Monday, November 29, 2010

Using Real Life to Inspire Fiction

I write a fair amount of non fiction--notice my sidebar.  All my published books are non fiction.  But my life's ambition is to publish a novel. My novel.

What's it about?  Well, um, me.  But it's fiction.  Huh?

If you know me "in real life" you probably know that my parents had a fairly unusual family business when I was growing up.  They managed and co-owned a golf course.  We kids had a blast.  We learned a lot about people, human nature, and ourselves.  We had good friends.  It's the basis for a great YA novel.  Except...

Nothing really exciting happened.  Unless you count my brother's hole-in-one.  Or the time I got poison ivy crawling into some shrubs after a ball.  Or when Mr. A. yelled at a friend of mine for practicing too long on the putting green.  Like I said, not so much.

How do you take a great setting from your own life and make it fiction?  Easy.

I ask myself a lot of questions.  What if I had done that?  What if I hadn't been afraid of that thing happening? What if he had said this?  What if they went there? 

Make yourself an alternate universe.  Up the stakes.  Invent people.  Change personalities.  It's your story--you can make anything happen.  Nothing in my book happened "for real"--well, maybe one or two things did--but no one really knows, do they?

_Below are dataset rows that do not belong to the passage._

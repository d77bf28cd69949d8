//! A minimal reference state container.
//!
//! [`Store`] owns the canonical state, runs every dispatched action through
//! a [`Reducer`], notifies subscribers, and keeps a [`DispatchHistory`].
//! The reduce step and the history record of each dispatch happen under one
//! lock, so the reducer sees one action at a time and the history lists
//! actions in the order they were applied. Subscribers are called after the
//! lock is released: with concurrent dispatches a listener may be called
//! with states out of order, and should call [`Store::get_state`] when it
//! needs the latest one.

mod history;

pub use history::{DispatchHistory, DispatchRecord};

use crate::actions::DispatchSink;
use crate::compose::Reducer;
use crate::core::Action;
use chrono::Utc;
use serde::{Deserialize, Serialize};
use std::sync::{Arc, Mutex, MutexGuard, PoisonError};
use tracing::trace;

/// Number of dispatch records a store keeps unless configured otherwise.
pub const DEFAULT_HISTORY_LIMIT: usize = 1000;

/// Settings for a [`Store`].
#[derive(Clone, Debug, PartialEq, Eq, Serialize, Deserialize)]
#[serde(default)]
pub struct StoreConfig {
    /// Keep at most this many dispatch records. `None` keeps all of them.
    pub history_limit: Option<usize>,
}

impl Default for StoreConfig {
    fn default() -> Self {
        Self {
            history_limit: Some(DEFAULT_HISTORY_LIMIT),
        }
    }
}

impl StoreConfig {
    pub fn history_limit(mut self, limit: usize) -> Self {
        self.history_limit = Some(limit);
        self
    }

    /// Keep every dispatch record for the lifetime of the store.
    pub fn unbounded_history(mut self) -> Self {
        self.history_limit = None;
        self
    }
}

/// Handle returned by [`Store::subscribe`].
#[derive(Clone, Copy, Debug, PartialEq, Eq, Hash)]
pub struct SubscriptionId(u64);

type Listener<S> = Arc<dyn Fn(&S) + Send + Sync>;

struct Subscribers<S> {
    next_id: u64,
    listeners: Vec<(SubscriptionId, Listener<S>)>,
}

/// State container driven by a reducer.
///
/// # Example
///
/// ```rust
/// use reducer_builder::builder::ReducerBuilder;
/// use reducer_builder::core::Action;
/// use reducer_builder::storage::PlainStrategy;
/// use reducer_builder::store::Store;
/// use serde_json::{json, Value};
/// use std::sync::Arc;
///
/// let builder = ReducerBuilder::new(PlainStrategy)
///     .register_function(|s: Value, _: &Action| json!(s.as_i64().unwrap_or(0) + 1), "inc")?;
///
/// let store = Arc::new(Store::new(builder.build_reducer(), Some(json!(4))));
/// let actions = builder.build_action_tree_with(store.sink());
/// actions.dispatch("inc", Value::Null)?;
///
/// assert_eq!(store.get_state(), json!(5));
/// # Ok::<(), Box<dyn std::error::Error>>(())
/// ```
pub struct Store<S> {
    reducer: Arc<dyn Reducer<S>>,
    state: Mutex<S>,
    subscribers: Mutex<Subscribers<S>>,
    history: Mutex<DispatchHistory>,
}

impl<S> Store<S>
where
    S: Clone + Send + 'static,
{
    /// Create a store and run the init action against `preloaded`.
    pub fn new<R>(reducer: R, preloaded: Option<S>) -> Self
    where
        R: Reducer<S> + 'static,
    {
        Self::with_config(reducer, preloaded, StoreConfig::default())
    }

    pub fn with_config<R>(reducer: R, preloaded: Option<S>, config: StoreConfig) -> Self
    where
        R: Reducer<S> + 'static,
    {
        let initial = reducer.reduce(preloaded, &Action::init());
        let history = match config.history_limit {
            Some(limit) => DispatchHistory::with_limit(limit),
            None => DispatchHistory::new(),
        };

        Self {
            reducer: Arc::new(reducer),
            state: Mutex::new(initial),
            subscribers: Mutex::new(Subscribers {
                next_id: 0,
                listeners: Vec::new(),
            }),
            history: Mutex::new(history),
        }
    }

    /// Run `action` through the reducer, then notify subscribers.
    pub fn dispatch(&self, action: Action) {
        let handled = self.reducer.handles(action.action_type());
        trace!(action_type = action.action_type(), handled, "store dispatch");

        let next = {
            let mut state = lock(&self.state);
            let next = self.reducer.reduce(Some(state.clone()), &action);
            *state = next.clone();
            lock(&self.history).push(DispatchRecord {
                action,
                timestamp: Utc::now(),
                handled,
            });
            next
        };

        let listeners: Vec<Listener<S>> = lock(&self.subscribers)
            .listeners
            .iter()
            .map(|(_, listener)| Arc::clone(listener))
            .collect();
        for listener in listeners {
            listener(&next);
        }
    }

    pub fn get_state(&self) -> S {
        lock(&self.state).clone()
    }

    /// Call `listener` with the new state after every dispatch.
    pub fn subscribe<F>(&self, listener: F) -> SubscriptionId
    where
        F: Fn(&S) + Send + Sync + 'static,
    {
        let mut subscribers = lock(&self.subscribers);
        let id = SubscriptionId(subscribers.next_id);
        subscribers.next_id += 1;
        subscribers.listeners.push((id, Arc::new(listener)));
        id
    }

    /// Remove a listener. Returns whether it was subscribed.
    pub fn unsubscribe(&self, id: SubscriptionId) -> bool {
        let mut subscribers = lock(&self.subscribers);
        let before = subscribers.listeners.len();
        subscribers.listeners.retain(|(existing, _)| *existing != id);
        subscribers.listeners.len() != before
    }

    pub fn history(&self) -> DispatchHistory {
        lock(&self.history).clone()
    }

    /// A dispatch sink feeding this store, for building action trees.
    pub fn sink(self: &Arc<Self>) -> DispatchSink {
        let store = Arc::clone(self);
        Arc::new(move |action: Action| store.dispatch(action))
    }
}

fn lock<T>(mutex: &Mutex<T>) -> MutexGuard<'_, T> {
    mutex.lock().unwrap_or_else(PoisonError::into_inner)
}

You can do this with settings, but you can also take "real" situations and turn them on their ears.  Anyone else take a real place (or situation) and fictionalize it?

4 comments:

Laura Pauling said...

And you did a great job fictionalizing it! I can't say I've fictionalized something quite as personal as my upbringing, but all fiction has some aspect of embellishment.

Kris said...

Thanks, Laura! I think you're right, all fiction has some kernel of truth in it!

Ansha said...

Most of my MG is based on things that happened to me when I was that age. But like you said, I turned the scenes on their ear, upped the stakes a wee bit and threw in some fantastical elements. A much better read than any memoir I could create. :)
Great blog topic Kris!

Talli Roland said...

Oh, definitely - all the time! It's so much fun to take reality and embellish.